October 19, 2004 -- NEGATIVE campaign ing works: People re spond to it, because in most elections your most realistic bet is to vote not for a candidate who represents your every yearning but for the lesser of two evils. But the Kerry-Edwards ticket is taking negative campaigning into uncharted territory.

Come with me on a trip through the last six days. Here's what the Democratic campaign has hammered home:

* Dick Cheney has a lesbian daughter, who is (says Kerry campaign manager Mary Beth Cahill) "fair game" for discussion.

* President Bush is secretly planning to institute a draft.

* Bush is deliberately going to destroy Social Security in order - why else? - to enrich his fat-cat contributors.

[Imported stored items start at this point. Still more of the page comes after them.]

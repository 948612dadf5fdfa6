//! Structured leveled logging for harvest runs.
//!
//! Records carry a category and optional JSON auxiliary data. By default they
//! are forwarded to the `log` facade under the `harvest::<category>` target;
//! an external callback can take over delivery instead.

use std::fmt;
use std::sync::Arc;
use std::time::Duration;

use chrono::{DateTime, Utc};
use serde::{Deserialize, Serialize};
use serde_json::{Value, json};

use crate::config::AppEnv;

/// Convenience alias for external logging callbacks.
pub type LogCallback = Arc<dyn Fn(&HarvestLogRecord) + Send + Sync + 'static>;

/// Threshold and sink selection for a [`HarvestLogger`].
#[derive(Clone)]
pub struct LogConfig {
    pub level: LogLevel,
    pub external_logger: Option<LogCallback>,
}

impl Default for LogConfig {
    fn default() -> Self {
        Self {
            level: LogLevel::Info,
            external_logger: None,
        }
    }
}

impl LogConfig {
    pub fn new(level: LogLevel) -> Self {
        Self {
            level,
            ..Default::default()
        }
    }

    /// Development logs everything; every other environment keeps warnings
    /// and errors only.
    pub fn for_environment(env: AppEnv) -> Self {
        match env {
            AppEnv::Development => Self::new(LogLevel::Debug),
            _ => Self::new(LogLevel::Warn),
        }
    }

    pub fn should_log(&self, level: LogLevel) -> bool {
        level == LogLevel::Error || level <= self.level
    }
}

/// Severity ladder, most severe first.
#[derive(Debug, Clone, Copy, Serialize, Deserialize, PartialEq, Eq, PartialOrd, Ord)]
#[serde(rename_all = "lowercase")]
pub enum LogLevel {
    Error = 0,
    Warn = 1,
    Info = 2,
    Http = 3,
    Debug = 4,
}

impl LogLevel {
    fn facade_level(self) -> log::Level {
        match self {
            LogLevel::Error => log::Level::Error,
            LogLevel::Warn => log::Level::Warn,
            LogLevel::Info | LogLevel::Http => log::Level::Info,
            LogLevel::Debug => log::Level::Debug,
        }
    }
}

/// Structured log entry shared with external callbacks.
#[derive(Debug, Clone, Serialize, Deserialize, PartialEq)]
pub struct HarvestLogRecord {
    pub timestamp: DateTime<Utc>,
    pub message: String,
    pub level: LogLevel,
    #[serde(skip_serializing_if = "Option::is_none")]
    pub category: Option<String>,
    #[serde(skip_serializing_if = "Option::is_none")]
    pub auxiliary: Option<Value>,
}

impl HarvestLogRecord {
    pub fn new(
        message: impl Into<String>,
        level: LogLevel,
        category: Option<String>,
        auxiliary: Option<Value>,
    ) -> Self {
        Self {
            timestamp: Utc::now(),
            message: message.into(),
            level,
            category,
            auxiliary,
        }
    }
}

/// Default sink: forward to the `log` facade.
pub fn default_log_handler(record: &HarvestLogRecord) {
    let target = match &record.category {
        Some(category) => format!("harvest::{category}"),
        None => "harvest".to_string(),
    };
    let level = record.level.facade_level();
    match &record.auxiliary {
        Some(aux) if !aux.is_null() => {
            log::log!(target: &target, level, "{} {}", record.message, aux)
        }
        _ => log::log!(target: &target, level, "{}", record.message),
    }
}

pub struct HarvestLogger {
    config: LogConfig,
    default_handler: LogCallback,
}

impl fmt::Debug for HarvestLogger {
    fn fmt(&self, f: &mut fmt::Formatter<'_>) -> fmt::Result {
        f.debug_struct("HarvestLogger")
            .field("level", &self.config.level)
            .field("external_logger", &self.config.external_logger.is_some())
            .finish()
    }
}

impl Default for HarvestLogger {
    fn default() -> Self {
        Self::with_config(LogConfig::default())
    }
}

impl HarvestLogger {
    pub fn with_config(config: LogConfig) -> Self {
        Self {
            config,
            default_handler: Arc::new(default_log_handler),
        }
    }

    pub fn new(level: LogLevel) -> Self {
        Self::with_config(LogConfig::new(level))
    }

    pub fn set_external_logger(&mut self, logger: Option<LogCallback>) {
        self.config.external_logger = logger;
    }

    pub fn log(
        &self,
        message: impl Into<String>,
        level: LogLevel,
        category: Option<&str>,
        auxiliary: Option<Value>,
    ) {
        if !self.config.should_log(level) {
            return;
        }

        let record =
            HarvestLogRecord::new(message, level, category.map(|c| c.to_string()), auxiliary);

        if let Some(callback) = &self.config.external_logger {
            callback(&record);
        } else {
            (self.default_handler)(&record);
        }
    }

    pub fn error(&self, message: impl Into<String>, category: Option<&str>, auxiliary: Option<Value>) {
        self.log(message, LogLevel::Error, category, auxiliary);
    }

    pub fn warn(&self, message: impl Into<String>, category: Option<&str>, auxiliary: Option<Value>) {
        self.log(message, LogLevel::Warn, category, auxiliary);
    }

    pub fn info(&self, message: impl Into<String>, category: Option<&str>, auxiliary: Option<Value>) {
        self.log(message, LogLevel::Info, category, auxiliary);
    }

    pub fn http(&self, message: impl Into<String>, category: Option<&str>, auxiliary: Option<Value>) {
        self.log(message, LogLevel::Http, category, auxiliary);
    }

    pub fn debug(&self, message: impl Into<String>, category: Option<&str>, auxiliary: Option<Value>) {
        self.log(message, LogLevel::Debug, category, auxiliary);
    }

    /// Timing record for a finished operation.
    pub fn performance(&self, operation: &str, elapsed: Duration, auxiliary: Option<Value>) {
        let millis = u64::try_from(elapsed.as_millis()).unwrap_or(u64::MAX);
        let mut payload = json!({ "operation": operation, "duration_ms": millis });
        if let (Some(extra), Some(map)) = (auxiliary, payload.as_object_mut()) {
            map.insert("details".to_string(), extra);
        }
        self.info(
            format!("{operation} completed in {millis}ms"),
            Some("performance"),
            Some(payload),
        );
    }
}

* If you get the flu this winter, it will be George W. Bush's fault.

There's been enough speculation over the purpose of Kerry's gratuitous reference to Mary Cheney. Whatever purpose Kerry and his people thought it would serve, they got it wrong.

But what about the "draft" stuff? Nobody in America thinks a draft is a good or necessary idea. It's expensive and inefficient. The military doesn't want one because it's had glorious success with the all-volunteer force. The politicians don't want one because why would they want what neither the military nor the public want? There will be no draft. Period. And Kerry certainly knows it.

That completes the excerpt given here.